▸ **WHAT TO PRODUCE**: The records are to be reproduced verbatim.

═══ EXERCISE INPUTS

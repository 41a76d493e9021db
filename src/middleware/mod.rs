pub mod auth;
pub mod request_log;

pub use auth::{jwt_auth_middleware, AuthUser};
pub use request_log::{request_log_middleware, RequestLifecycle};
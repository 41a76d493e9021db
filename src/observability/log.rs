//! Breadcrumb helpers: `log::debug("...")` and friends append to the active
//! request's trace instead of writing a line of their own.

use super::context::TraceLevel;
use super::enrich::trace;

pub fn debug(message: impl Into<String>) {
    trace(TraceLevel::Debug, message);
}

pub fn info(message: impl Into<String>) {
    trace(TraceLevel::Info, message);
}

pub fn warn(message: impl Into<String>) {
    trace(TraceLevel::Warn, message);
}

══════

▸ **ANSWER SPACE**:
repository 41a76d493e9021db
filename src/middleware/mod.rs
pub mod auth;
pub mod request_log;

pub use auth::{jwt_auth_middleware, AuthUser};
pub use request_log::{request_log_middleware, RequestLifecycle};
repository 41a76d493e9021db
filename src/observability/log.rs
//! Breadcrumb helpers: `log::debug("...")` and friends append to the active
//! request's trace instead of writing a line of their own.

use super::context::TraceLevel;
use super::enrich::trace;

pub fn debug(message: impl Into<String>) {
    trace(TraceLevel::Debug, message);
}

pub fn info(message: impl Into<String>) {
    trace(TraceLevel::Info, message);
}

pub fn warn(message: impl Into<String>) {
    trace(TraceLevel::Warn, message);
}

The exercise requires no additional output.